Source material:
//! Sales Report Models

use chrono::{Datelike, NaiveDate};
use rust_decimal::Decimal;
use serde::{Deserialize, Serialize};

/// Which slice of the sales log a report covers
#[derive(Debug, Clone, Copy, Serialize, Deserialize, PartialEq, Eq)]
#[serde(rename_all = "SCREAMING_SNAKE_CASE", tag = "kind")]
pub enum ReportScope {
    /// A calendar month (UTC)
    Month { year: i32, month: u32 },
    /// A calendar day (UTC)
    Day { date: NaiveDate },
}

impl ReportScope {
    /// Scope label used in export filenames: `YYYY-MM` or `YYYY-MM-DD`
    pub fn label(&self) -> String {
        match self {
            ReportScope::Month { year, month } => format!("{year:04}-{month:02}"),
            ReportScope::Day { date } => date.format("%Y-%m-%d").to_string(),
        }
    }

    /// Whether a UTC confirmation instant falls inside this scope
    pub fn contains(&self, date_utc: chrono::DateTime<chrono::Utc>) -> bool {
        match self {
            ReportScope::Month { year, month } => {
                date_utc.year() == *year && date_utc.month() == *month
            }
            ReportScope::Day { date } => date_utc.date_naive() == *date,
        }
    }
}

/// One entry in the popular items ranking
#[derive(Debug, Clone, Serialize, Deserialize, PartialEq)]
pub struct PopularItem {
    pub name: String,
    /// Summed quantity across the filtered orders
    pub quantity: i64,
}

/// One row of the order-details listing (report pages and the daily
/// summary handed to the notification relay)
#[derive(Debug, Clone, Serialize, Deserialize)]
pub struct OrderDetail {
    pub order_id: u64,
    /// Confirmation instant, Unix milliseconds
    pub date: i64,
    /// Distinct line count (matches the original report tables)
    pub item_lines: usize,
    /// Total unit count
    pub item_count: i32,
    pub total: Decimal,
    pub payment_method: Option<String>,
}

/// Aggregate sales report over a filtered, paginated slice of the log
///
/// An empty filtered set is a valid report: zero totals, no average,
/// empty rankings, one empty page. It is the defined "no data" state,
/// never a division by zero.
#[derive(Debug, Clone, Serialize, Deserialize)]
pub struct SalesReport {
    pub scope: ReportScope,
    pub total_sales: Decimal,
    pub order_count: usize,
    /// Defined only when `order_count > 0`
    #[serde(skip_serializing_if = "Option::is_none")]
    pub average_order: Option<Decimal>,
    pub popular_items: Vec<PopularItem>,
    /// Chronological order details for the requested page
    pub orders: Vec<OrderDetail>,
    pub page: usize,
    pub page_size: usize,
    pub total_pages: usize,
}

impl SalesReport {
    /// Whether the filtered set was empty (the "no data" report state)
    pub fn is_empty(&self) -> bool {
        self.order_count == 0
    }
}

/// Daily summary handed to the notification relay
///
/// The relay formats and transmits this on its own schedule; the core
/// only computes it.
#[derive(Debug, Clone, Serialize, Deserialize)]
pub struct DailySummary {
    pub date: NaiveDate,
    pub restaurant_name: String,
    pub total_orders: usize,
    pub total_sales: Decimal,
    #[serde(skip_serializing_if = "Option::is_none")]
    pub average_order: Option<Decimal>,
    pub popular_items: Vec<PopularItem>,
    pub order_details: Vec<OrderDetail>,
}

#[cfg(test)]
mod tests {
    use super::*;
    use chrono::TimeZone;

    #[test]
    fn scope_contains_month_and_day() {
        let instant = chrono::Utc
            .with_ymd_and_hms(2024, 3, 15, 9, 30, 0)
            .unwrap();

        assert!(ReportScope::Month { year: 2024, month: 3 }.contains(instant));
        assert!(!ReportScope::Month { year: 2024, month: 4 }.contains(instant));

        let day = ReportScope::Day {
            date: NaiveDate::from_ymd_opt(2024, 3, 15).unwrap(),
        };
        assert!(day.contains(instant));
        assert!(!day.contains(instant + chrono::Duration::days(1)));
    }

    #[test]
    fn scope_label_formats() {
        assert_eq!(ReportScope::Month { year: 2024, month: 3 }.label(), "2024-03");
        assert_eq!(
            ReportScope::Day {
                date: NaiveDate::from_ymd_opt(2024, 3, 5).unwrap()
            }
            .label(),
            "2024-03-05"
        );
    }
}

Exercise goal:
Out of the listing above, reproduce exactly the lines from the one with "pub enum ReportScope" up to and including the one with "inside this scope".

Response for this exercise:
pub enum ReportScope {
    /// A calendar month (UTC)
    Month { year: i32, month: u32 },
    /// A calendar day (UTC)
    Day { date: NaiveDate },
}

impl ReportScope {
    /// Scope label used in export filenames: `YYYY-MM` or `YYYY-MM-DD`
    pub fn label(&self) -> String {
        match self {
            ReportScope::Month { year, month } => format!("{year:04}-{month:02}"),
            ReportScope::Day { date } => date.format("%Y-%m-%d").to_string(),
        }
    }

    /// Whether a UTC confirmation instant falls inside this scope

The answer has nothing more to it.